Tuesday, April 22, 2008

Circles and Intersections

I am still reading "Eat, Pray, Love" and have to say that there are some great bits of truth in her story. Of course, since our stories always reflect our own truths, that’s to be expected. It’s odd how things intersect in life. Or perhaps we just notice those intersections that are important to us at the moment, missing all of the others. In any event, last night I read her struggle with desiring sex, but trying to keep clear her focus on her goal and seeing sex as a distraction to that. Of course, I don’t have some great goal from which sex would be a distraction, I’m just struggling with the desire. To be more precise, I’m struggling with the appropriate circumstances for fulfilling the desire.

I feel a bit like I’m in a cycle. Or at least I keep reliving certain experiences. For some reason, my own coming out has made me a magnet for a couple of other men, married, to share their own struggles or to just admit fully that they are gay. I appreciate their need to talk with someone they perceive as safe. But it is a bit awkward.

Sunday night, at Barnes & Noble, I ran into an old friend. This someone I knew in elementary school, high school, and college, though not well because he is a couple of years younger than I. He saw me in the GLBT section, picking up a copy of "Mississippi Sissy" and that led to questions and a bit of catching up on my story. It’s been perhaps 7 years since we last talked to each other. We talked about his wife, my daughters and their mom, work, life in general. We ended up in the parking lot, at his car, still talking. At some point, he admitted he had fooled around with guys in high school, but not in college, but had again since college. And then, somehow, we wound up kissing. Not too long, but more than just a casual, friendly kiss. Definitely more. And I gave him my number because he asked for it.

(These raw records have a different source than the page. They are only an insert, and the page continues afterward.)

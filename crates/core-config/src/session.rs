//! Persisted session flags.
//!
//! One struct of named fields. Serialization goes through the static `FLAG_FIELDS` /
//! `TEXT_FIELDS` tables, so the on-disk key of every field is spelled out in one place:
//!
//! ```toml
//! [notifications.join-notified]
//! enabled = true
//!
//! [notifications.first-version]
//! value = "0.0.1"
//! ```
//!
//! Unknown keys are ignored; a known key holding the wrong type is an error.

use std::path::{Path, PathBuf};

use thiserror::Error;
use toml::{Table, Value};
use tracing::debug;

pub const SESSION_FILE_NAME: &str = "multiyank-session.toml";
const NOTIFICATIONS: &str = "notifications";

#[derive(Debug, Error)]
pub enum SessionError {
    #[error("failed to parse session file: {0}")]
    Parse(#[from] toml::de::Error),
    #[error("failed to serialize session state: {0}")]
    Serialize(#[from] toml::ser::Error),
    #[error("session key {key:?} must hold a {expected}")]
    InvalidField {
        key: &'static str,
        expected: &'static str,
    },
    #[error(transparent)]
    Io(#[from] std::io::Error),
}

#[derive(Debug, Clone, PartialEq, Eq)]
pub struct SessionState {
    pub join_notified: bool,
    pub put_notified: bool,
    pub eap_auto_subscribed: bool,
    /// First version that wrote this file, `"-1"` until recorded.
    pub first_version: String,
}

impl Default for SessionState {
    fn default() -> Self {
        Self {
            join_notified: false,
            put_notified: false,
            eap_auto_subscribed: false,
            first_version: "-1".to_string(),
        }
    }
}

struct FlagField {
    key: &'static str,
    get: fn(&SessionState) -> bool,
    set: fn(&mut SessionState, bool),
}

struct TextField {
    key: &'static str,
    get: fn(&SessionState) -> &str,
    set: fn(&mut SessionState, String),
}

const FLAG_FIELDS: &[FlagField] = &[
    FlagField {
        key: "join-notified",
        get: |s| s.join_notified,
        set: |s, v| s.join_notified = v,
    },
    FlagField {
        key: "put-notified",
        get: |s| s.put_notified,
        set: |s, v| s.put_notified = v,
    },
    FlagField {
        key: "was-automatically-subscribed-to-eap",
        get: |s| s.eap_auto_subscribed,
        set: |s, v| s.eap_auto_subscribed = v,
    },
];

const TEXT_FIELDS: &[TextField] = &[TextField {
    key: "first-version",
    get: |s| s.first_version.as_str(),
    set: |s, v| s.first_version = v,
}];

impl SessionState {
    /// Record `version` as the first version unless one is already recorded.
    /// Returns true when the state changed.
    pub fn record_first_version(&mut self, version: &str) -> bool {
        if self.first_version == "-1" {
            self.first_version = version.to_string();
            true
        } else {
            false
        }
    }

    pub fn to_toml(&self) -> Result<String, SessionError> {
        let mut notifications = Table::new();
        for field in FLAG_FIELDS {
            let mut child = Table::new();
            child.insert("enabled".into(), Value::Boolean((field.get)(self)));
            notifications.insert(field.key.into(), Value::Table(child));
        }
        for field in TEXT_FIELDS {
            let mut child = Table::new();
            child.insert("value".into(), Value::String((field.get)(self).to_string()));
            notifications.insert(field.key.into(), Value::Table(child));
        }
        let mut root = Table::new();
        root.insert(NOTIFICATIONS.into(), Value::Table(notifications));
        Ok(toml::to_string(&root)?)
    }

    pub fn from_toml(content: &str) -> Result<Self, SessionError> {
        let root: Table = toml::from_str(content)?;
        let mut state = SessionState::default();
        let Some(Value::Table(notifications)) = root.get(NOTIFICATIONS) else {
            return Ok(state);
        };
        for field in FLAG_FIELDS {
            match notifications.get(field.key).and_then(|c| c.get("enabled")) {
                Some(Value::Boolean(v)) => (field.set)(&mut state, *v),
                Some(_) => {
                    return Err(SessionError::InvalidField {
                        key: field.key,
                        expected: "boolean",
                    });
                }
                None => {}
            }
        }
        for field in TEXT_FIELDS {
            match notifications.get(field.key).and_then(|c| c.get("value")) {
                Some(Value::String(v)) => (field.set)(&mut state, v.clone()),
                Some(_) => {
                    return Err(SessionError::InvalidField {
                        key: field.key,
                        expected: "string",
                    });
                }
                None => {}
            }
        }
        Ok(state)
    }
}

/// Session file location: platform local data dir, falling back to the working directory.
pub fn discover_session() -> PathBuf {
    match dirs::data_local_dir() {
        Some(dir) => dir.join("multiyank").join(SESSION_FILE_NAME),
        None => PathBuf::from(SESSION_FILE_NAME),
    }
}

/// Load session state; a missing file yields defaults.
pub fn load_session(path: &Path) -> Result<SessionState, SessionError> {
    if !path.exists() {
        debug!(target: "config", path = %path.display(), "session_missing_using_defaults");
        return Ok(SessionState::default());
    }
    let content = std::fs::read_to_string(path)?;
    SessionState::from_toml(&content)
}

pub fn save_session(path: &Path, state: &SessionState) -> Result<(), SessionError> {
    if let Some(parent) = path.parent()
        && !parent.as_os_str().is_empty()
    {
        std::fs::create_dir_all(parent)?;
    }
    std::fs::write(path, state.to_toml()?)?;
    debug!(target: "config", path = %path.display(), "session_saved");
    Ok(())
}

And then I got in my car thinking, what am I doing? I realized that I wouldn’t have done this with a stranger. But there is this level of trust with this guy, based on some history. Still, he is married. He shouldn’t be doing this. I shouldn’t be doing this. But it felt like being in college again, outside the normal rules of life. Only that’s not where I am. This guy is someone I would date in a heartbeat, but I can’t. Because like so many guys I end up talking to, he’s not available!

In a way, this is only a part my feeling like I’m not fully where I need to be. I’m still holding back. Part of that is my daughters. We’ve not yet explained why we divorced yet. And they don’t ask, because in so many ways their lives have gone on with only the absolutely necessary changes involved in my moving out. Otherwise they see us getting along so well and doing things as a family and so there is no real stress or need to understand. Things remain good. I actually don’t have long to keep waiting because they will come to our Men’s Chorus Spring Concert and it will be much more evident than at our inaugural concert that this is the gay men’s chorus. I don’t dread telling them, and think it will be good. I just need to do it. And then, I think, I will begin moving forward more intentionally.

I still have to figure out how to manage my relationship with this old friend, who is married, but kisses so very well!
-David

2 comments:

Vic Mansfield said...

It's as if we've entered the adolescent dating games again! Learning (perhaps for the first time) what dating might be about.

I am stuggling so with the same things. I, sadly, have not been as circumspect as you, but have moved to a similar place, the same conclusion.

And, I tell my teenage girls this summer. In one way I dread it, but more I am anxious to get it done.

David said...

You are so right! Learning how to date at this point in life...scary, hard, but fun, too. I'm just trying to be ever so slightly more responsible than I was as an adolescent.